Exercise data »

☆ ☆ ☆ ☆ ☆

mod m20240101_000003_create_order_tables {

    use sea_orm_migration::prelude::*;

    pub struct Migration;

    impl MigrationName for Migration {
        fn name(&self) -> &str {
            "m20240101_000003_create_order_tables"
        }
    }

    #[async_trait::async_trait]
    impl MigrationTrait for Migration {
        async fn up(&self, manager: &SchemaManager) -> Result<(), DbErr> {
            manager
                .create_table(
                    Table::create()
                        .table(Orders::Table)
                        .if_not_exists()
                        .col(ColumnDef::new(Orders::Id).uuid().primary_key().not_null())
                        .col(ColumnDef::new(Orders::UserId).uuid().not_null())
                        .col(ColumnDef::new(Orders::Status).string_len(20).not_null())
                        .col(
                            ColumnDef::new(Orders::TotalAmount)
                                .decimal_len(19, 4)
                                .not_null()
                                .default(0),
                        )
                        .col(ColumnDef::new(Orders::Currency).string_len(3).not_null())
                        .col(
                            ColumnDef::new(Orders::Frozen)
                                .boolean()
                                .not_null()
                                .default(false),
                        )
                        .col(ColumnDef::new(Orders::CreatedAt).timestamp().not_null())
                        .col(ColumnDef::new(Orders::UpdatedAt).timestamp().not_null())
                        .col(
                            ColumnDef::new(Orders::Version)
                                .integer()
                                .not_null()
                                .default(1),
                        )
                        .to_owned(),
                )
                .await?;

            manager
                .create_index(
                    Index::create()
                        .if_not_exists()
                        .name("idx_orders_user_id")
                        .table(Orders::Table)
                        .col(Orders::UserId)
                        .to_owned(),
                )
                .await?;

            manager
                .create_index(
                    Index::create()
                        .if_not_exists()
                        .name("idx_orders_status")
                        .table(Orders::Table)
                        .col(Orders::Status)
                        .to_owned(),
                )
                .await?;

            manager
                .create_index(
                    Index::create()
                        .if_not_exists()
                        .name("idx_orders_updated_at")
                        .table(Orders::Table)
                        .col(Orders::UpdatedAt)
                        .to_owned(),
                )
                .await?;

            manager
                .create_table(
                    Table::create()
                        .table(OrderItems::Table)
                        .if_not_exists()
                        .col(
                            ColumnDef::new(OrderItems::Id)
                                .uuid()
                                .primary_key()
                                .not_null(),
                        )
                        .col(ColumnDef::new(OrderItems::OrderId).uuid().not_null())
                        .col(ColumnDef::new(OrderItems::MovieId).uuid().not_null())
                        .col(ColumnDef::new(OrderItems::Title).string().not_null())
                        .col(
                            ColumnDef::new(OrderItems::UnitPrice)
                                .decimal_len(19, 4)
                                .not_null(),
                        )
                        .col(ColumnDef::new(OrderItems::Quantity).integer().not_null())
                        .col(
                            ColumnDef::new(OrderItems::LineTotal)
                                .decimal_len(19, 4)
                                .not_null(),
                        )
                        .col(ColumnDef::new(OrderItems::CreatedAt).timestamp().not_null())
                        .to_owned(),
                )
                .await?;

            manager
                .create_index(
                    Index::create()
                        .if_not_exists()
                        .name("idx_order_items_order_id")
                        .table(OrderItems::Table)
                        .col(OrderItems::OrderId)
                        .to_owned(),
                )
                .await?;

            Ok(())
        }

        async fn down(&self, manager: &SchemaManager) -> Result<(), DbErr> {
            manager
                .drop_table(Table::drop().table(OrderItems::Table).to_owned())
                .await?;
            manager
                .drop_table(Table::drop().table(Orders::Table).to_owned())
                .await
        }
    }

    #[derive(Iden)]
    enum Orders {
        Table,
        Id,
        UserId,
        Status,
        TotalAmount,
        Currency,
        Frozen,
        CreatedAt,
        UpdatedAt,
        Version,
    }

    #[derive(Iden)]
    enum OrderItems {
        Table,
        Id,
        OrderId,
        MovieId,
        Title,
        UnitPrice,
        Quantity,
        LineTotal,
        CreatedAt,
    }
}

☆ ☆ ☆ ☆ ☆

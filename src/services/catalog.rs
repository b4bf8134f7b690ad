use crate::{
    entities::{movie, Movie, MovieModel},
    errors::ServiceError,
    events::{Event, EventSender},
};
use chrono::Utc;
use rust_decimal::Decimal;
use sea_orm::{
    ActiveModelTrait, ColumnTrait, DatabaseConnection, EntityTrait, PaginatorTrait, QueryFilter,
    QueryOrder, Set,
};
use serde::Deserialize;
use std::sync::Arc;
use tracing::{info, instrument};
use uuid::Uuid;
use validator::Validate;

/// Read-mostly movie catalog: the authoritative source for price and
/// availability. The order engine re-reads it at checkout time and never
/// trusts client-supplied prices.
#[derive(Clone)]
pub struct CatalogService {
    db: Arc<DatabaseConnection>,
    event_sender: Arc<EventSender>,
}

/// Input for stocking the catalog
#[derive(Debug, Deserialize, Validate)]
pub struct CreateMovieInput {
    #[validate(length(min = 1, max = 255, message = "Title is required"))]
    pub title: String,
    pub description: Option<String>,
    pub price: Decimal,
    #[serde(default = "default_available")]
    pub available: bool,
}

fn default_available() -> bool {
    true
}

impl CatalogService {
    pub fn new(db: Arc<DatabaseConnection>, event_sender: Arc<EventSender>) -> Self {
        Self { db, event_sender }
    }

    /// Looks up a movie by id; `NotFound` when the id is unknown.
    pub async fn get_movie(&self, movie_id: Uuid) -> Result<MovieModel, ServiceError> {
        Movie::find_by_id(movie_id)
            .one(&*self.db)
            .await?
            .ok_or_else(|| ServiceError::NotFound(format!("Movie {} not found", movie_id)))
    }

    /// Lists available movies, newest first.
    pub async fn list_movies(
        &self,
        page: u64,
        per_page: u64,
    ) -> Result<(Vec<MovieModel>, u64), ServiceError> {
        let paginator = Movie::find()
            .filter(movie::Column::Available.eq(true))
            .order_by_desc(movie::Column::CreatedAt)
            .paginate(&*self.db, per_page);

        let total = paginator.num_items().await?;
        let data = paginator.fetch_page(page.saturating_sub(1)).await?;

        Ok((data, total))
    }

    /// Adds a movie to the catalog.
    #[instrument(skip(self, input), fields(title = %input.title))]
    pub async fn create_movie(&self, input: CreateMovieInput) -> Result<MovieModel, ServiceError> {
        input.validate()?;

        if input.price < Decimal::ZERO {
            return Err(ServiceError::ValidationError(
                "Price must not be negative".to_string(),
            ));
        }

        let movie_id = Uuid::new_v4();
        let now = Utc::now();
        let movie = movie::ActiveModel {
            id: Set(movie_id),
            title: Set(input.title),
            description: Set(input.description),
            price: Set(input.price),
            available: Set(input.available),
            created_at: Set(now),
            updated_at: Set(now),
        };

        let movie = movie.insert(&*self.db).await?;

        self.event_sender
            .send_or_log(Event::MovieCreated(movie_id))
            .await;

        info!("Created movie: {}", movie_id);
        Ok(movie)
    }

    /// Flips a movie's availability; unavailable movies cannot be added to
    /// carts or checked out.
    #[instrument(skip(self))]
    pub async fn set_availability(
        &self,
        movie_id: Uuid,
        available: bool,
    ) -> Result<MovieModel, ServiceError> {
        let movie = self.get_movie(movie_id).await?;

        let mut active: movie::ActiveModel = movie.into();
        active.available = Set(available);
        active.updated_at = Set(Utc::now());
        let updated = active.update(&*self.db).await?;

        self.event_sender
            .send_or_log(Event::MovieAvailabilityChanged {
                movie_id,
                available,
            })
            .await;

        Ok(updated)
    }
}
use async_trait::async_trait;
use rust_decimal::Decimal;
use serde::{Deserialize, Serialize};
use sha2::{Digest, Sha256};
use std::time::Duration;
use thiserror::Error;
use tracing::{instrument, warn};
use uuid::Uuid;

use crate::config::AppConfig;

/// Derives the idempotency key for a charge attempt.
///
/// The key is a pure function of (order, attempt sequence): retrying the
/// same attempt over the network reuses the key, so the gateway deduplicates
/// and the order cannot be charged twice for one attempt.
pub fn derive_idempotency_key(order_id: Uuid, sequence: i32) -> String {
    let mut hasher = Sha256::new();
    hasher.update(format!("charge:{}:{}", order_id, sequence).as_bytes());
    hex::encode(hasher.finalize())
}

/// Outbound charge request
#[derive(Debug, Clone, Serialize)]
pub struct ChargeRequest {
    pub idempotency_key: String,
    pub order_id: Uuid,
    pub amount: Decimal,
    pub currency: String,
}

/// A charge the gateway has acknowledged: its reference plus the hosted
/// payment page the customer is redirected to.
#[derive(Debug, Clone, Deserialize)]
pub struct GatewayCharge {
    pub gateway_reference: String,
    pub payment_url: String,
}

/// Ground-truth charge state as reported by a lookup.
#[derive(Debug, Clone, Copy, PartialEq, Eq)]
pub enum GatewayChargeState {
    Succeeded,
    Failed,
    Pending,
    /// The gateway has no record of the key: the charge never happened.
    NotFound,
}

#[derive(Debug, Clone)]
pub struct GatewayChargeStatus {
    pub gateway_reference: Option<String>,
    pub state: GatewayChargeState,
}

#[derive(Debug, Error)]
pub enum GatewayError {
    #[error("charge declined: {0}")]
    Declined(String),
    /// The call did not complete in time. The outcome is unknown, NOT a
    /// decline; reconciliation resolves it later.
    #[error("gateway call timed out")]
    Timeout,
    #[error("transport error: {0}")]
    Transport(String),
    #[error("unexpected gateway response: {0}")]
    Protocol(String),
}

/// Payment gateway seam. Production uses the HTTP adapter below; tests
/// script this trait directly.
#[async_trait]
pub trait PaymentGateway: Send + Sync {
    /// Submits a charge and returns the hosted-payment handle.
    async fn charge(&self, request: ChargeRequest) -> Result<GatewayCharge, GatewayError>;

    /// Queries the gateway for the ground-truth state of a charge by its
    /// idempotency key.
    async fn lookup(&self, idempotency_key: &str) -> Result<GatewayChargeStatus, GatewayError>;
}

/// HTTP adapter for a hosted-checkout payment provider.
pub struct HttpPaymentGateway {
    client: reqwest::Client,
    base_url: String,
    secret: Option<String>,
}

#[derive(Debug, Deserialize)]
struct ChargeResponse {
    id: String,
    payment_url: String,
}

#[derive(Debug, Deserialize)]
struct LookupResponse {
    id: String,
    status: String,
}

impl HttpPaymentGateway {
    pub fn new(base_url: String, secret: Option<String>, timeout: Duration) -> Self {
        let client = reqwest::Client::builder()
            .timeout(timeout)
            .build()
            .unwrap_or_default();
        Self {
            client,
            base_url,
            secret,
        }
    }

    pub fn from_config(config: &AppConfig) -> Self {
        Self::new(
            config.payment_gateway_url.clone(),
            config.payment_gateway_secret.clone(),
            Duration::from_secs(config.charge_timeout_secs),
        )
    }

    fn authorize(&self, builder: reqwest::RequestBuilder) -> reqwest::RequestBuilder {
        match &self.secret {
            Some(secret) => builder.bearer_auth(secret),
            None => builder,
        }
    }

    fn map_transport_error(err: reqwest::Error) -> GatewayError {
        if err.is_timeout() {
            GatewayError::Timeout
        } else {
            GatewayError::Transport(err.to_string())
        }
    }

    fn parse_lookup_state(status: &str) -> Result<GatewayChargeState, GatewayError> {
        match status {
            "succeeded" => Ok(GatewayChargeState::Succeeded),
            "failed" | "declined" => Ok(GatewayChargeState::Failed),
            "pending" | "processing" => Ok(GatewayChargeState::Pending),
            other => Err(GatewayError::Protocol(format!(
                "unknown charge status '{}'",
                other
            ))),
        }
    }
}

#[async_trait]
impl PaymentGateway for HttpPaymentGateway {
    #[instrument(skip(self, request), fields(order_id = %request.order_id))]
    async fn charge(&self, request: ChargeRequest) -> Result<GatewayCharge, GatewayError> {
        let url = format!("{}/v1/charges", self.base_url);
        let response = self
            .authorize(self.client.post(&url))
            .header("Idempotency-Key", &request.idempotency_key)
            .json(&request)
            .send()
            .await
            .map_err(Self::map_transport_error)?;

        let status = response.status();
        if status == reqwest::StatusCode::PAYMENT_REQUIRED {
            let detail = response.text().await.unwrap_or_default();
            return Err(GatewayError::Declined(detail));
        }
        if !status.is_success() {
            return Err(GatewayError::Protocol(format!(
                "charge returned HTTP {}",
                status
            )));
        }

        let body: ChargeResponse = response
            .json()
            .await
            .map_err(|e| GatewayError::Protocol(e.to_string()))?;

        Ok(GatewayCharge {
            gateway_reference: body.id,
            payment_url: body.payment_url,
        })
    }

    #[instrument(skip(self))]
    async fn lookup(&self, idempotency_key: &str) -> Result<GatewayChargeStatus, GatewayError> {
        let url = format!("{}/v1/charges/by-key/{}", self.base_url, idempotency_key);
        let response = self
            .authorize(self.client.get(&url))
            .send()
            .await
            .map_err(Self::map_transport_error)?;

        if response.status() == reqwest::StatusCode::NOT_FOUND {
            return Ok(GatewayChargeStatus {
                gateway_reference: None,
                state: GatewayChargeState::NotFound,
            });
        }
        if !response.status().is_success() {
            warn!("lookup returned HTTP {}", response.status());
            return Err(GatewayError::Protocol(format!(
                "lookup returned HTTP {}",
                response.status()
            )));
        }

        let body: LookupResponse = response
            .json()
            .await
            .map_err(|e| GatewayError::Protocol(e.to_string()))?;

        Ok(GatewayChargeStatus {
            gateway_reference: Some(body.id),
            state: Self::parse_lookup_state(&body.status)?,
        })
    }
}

☆ ☆ ☆ ☆ ☆

What you will do »
Each line holding "detail" in the records should be copied out.

Your solution »
            let detail = response.text().await.unwrap_or_default();
            return Err(GatewayError::Declined(detail));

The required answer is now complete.